All the while, Aunt Maria was screaming, “Get it out of here! Get it out of sight! Oh—
Oh
—OH!”

This seemed to brace the younger Mrs. Urs. They really do defend Aunt Maria. Corinne West and Phyllis West and Adele Taylor between them pulled the tea-soaked tablecloth off the table from under the teacups. They held it by a corner each and came tiptoeing toward Chris, like bullfighters, all in their neat pleated skirts and shiny shoes. They tried to drop it over Chris.

There was absolute chaos for a moment. The tablecloth surged, and neatly dressed ladies plunged in all directions. I saw Adele Taylor step on the cake and go skating into Zoe Green's chair. The two of them ended up madly clinging to each other. In the midst of it, Chris must have trodden in the pool of hot tea. I heard an agonized howl, even above Aunt Maria's screaming. But Mum's instincts are all right underneath. She went sideways, sliding her back round the wall, and opened the door to the hall so that Chris could get away.

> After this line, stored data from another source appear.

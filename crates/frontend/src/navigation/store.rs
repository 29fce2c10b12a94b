//! Single source of truth for the four-level navigation selection.

use contracts::navigation::{NavigationState, RoutePath, CHILD_CHEMISTRY, SECTION_INPUTS};
use leptos::prelude::*;

use super::storage;

/// Context store wrapping the navigation selection.
///
/// All mutations go through the cascading setters of
/// [`contracts::navigation::NavigationState`]; every mutation persists the
/// resulting selection in the same step, so a reader right after a setter
/// sees both the updated signal and the updated durable copy.
#[derive(Clone, Copy)]
pub struct NavigationStore {
    state: RwSignal<NavigationState>,
}

impl NavigationStore {
    /// Rehydrate from storage, or start at the default selection.
    pub fn new() -> Self {
        Self {
            state: RwSignal::new(storage::load()),
        }
    }

    pub fn section(&self) -> String {
        self.state.with(|s| s.section.clone())
    }

    pub fn child(&self) -> String {
        self.state.with(|s| s.child.clone())
    }

    pub fn unit(&self) -> String {
        self.state.with(|s| s.unit.clone())
    }

    pub fn sub_tab(&self) -> String {
        self.state.with(|s| s.sub_tab.clone())
    }

    /// True when the unit level is meaningful (Inputs → Chemistry).
    pub fn in_chemistry(&self) -> bool {
        self.state
            .with(|s| s.section == SECTION_INPUTS && s.child == CHILD_CHEMISTRY)
    }

    pub fn set_section(&self, value: &str) {
        self.apply(|s| s.set_section(value));
    }

    pub fn set_child(&self, value: &str) {
        self.apply(|s| s.set_child(value));
    }

    pub fn set_unit(&self, value: &str) {
        self.apply(|s| s.set_unit(value));
    }

    /// The only level written directly by in-page clicks; everything above
    /// it is written exclusively by the location synchronizer.
    pub fn set_sub_tab(&self, value: &str) {
        self.apply(|s| s.set_sub_tab(value));
    }

    /// Apply a parsed path, level by level.
    ///
    /// Section, child and unit must be dispatched in that order: each
    /// setter's cascade depends on the level above it being updated first.
    /// The unit setter only runs for a non-empty segment, so navigating up
    /// to `/inputs/chemistry` keeps a unit selected in-page.
    pub fn apply_route(&self, route: &RoutePath) {
        self.set_section(&route.section);
        self.set_child(&route.child);
        if !route.unit.is_empty() {
            self.set_unit(&route.unit);
        }
    }

    fn apply(&self, f: impl FnOnce(&mut NavigationState)) {
        self.state.update(f);
        self.state.with_untracked(storage::save);
    }
}

impl Default for NavigationStore {
    fn default() -> Self {
        Self::new()
    }
}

The side door into the garden crashed. I whizzed away from the window and looked round the corner of the kitchen by the coal shed. Elaine came marching up the side passage and stormed in through the back door. Whoops! I thought. As soon as she was inside, I raced out through the garden door into the street. I had to get the front door open, somehow, and let Chris get out. I thought if I rang the bell, someone would have to come to see who I was.

But Mum got the front door open as I got there. Chris shot out past her into the street. Somehow, in the middle of the bullfight, his head had gone into one of the great baggy legs of the blue Baghdads. There were holes torn in it, but he was almost completely blinded. I saw one wild staring wolf eye as he dashed past. Mum leaned round the door and saw me.

“Help it, Mig!” she shrieked above the screams coming from the house. “Take those off it!”

Mrs. Urs came running out past her into the street. Adele Taylor was waving an umbrella, Corinne West had a golf club, and Benita Wallins came puffing after, flapping an empty plastic bag. I saw Miss Phelps's lace curtain fluttering as I pelted down the street after Chris.

He was running on three legs, pawing at the Baghdads with one front foot. His other three legs kept treading on the rest of the Baghdads. Every so often, he stopped and backed round in an angry circle, trying to back out of it all. His tail and back were all bushed out with fury. Even so, he ran twice as fast as I could.

“Stop! Wait! I'll get it off you!” I yelled.

Maybe he was too upset to hear. Near the end of the street, his other front leg trod hard on the trailing blue cloth and he nearly pitched on his nose. But that tugged the elastic back across his head. I saw his ears come popping out. He went galloping down the seafront with the Baghdads flapping round his neck like a mad blue collar.

I ran along the front after him. People kept coming out of the houses to shout and wave and look. I saw more people in Cranbury in that half hour than I have seen all the rest of the time we've been here. Most of them were women, but there were quite a few old men and one or two men in seaboots who were not so old.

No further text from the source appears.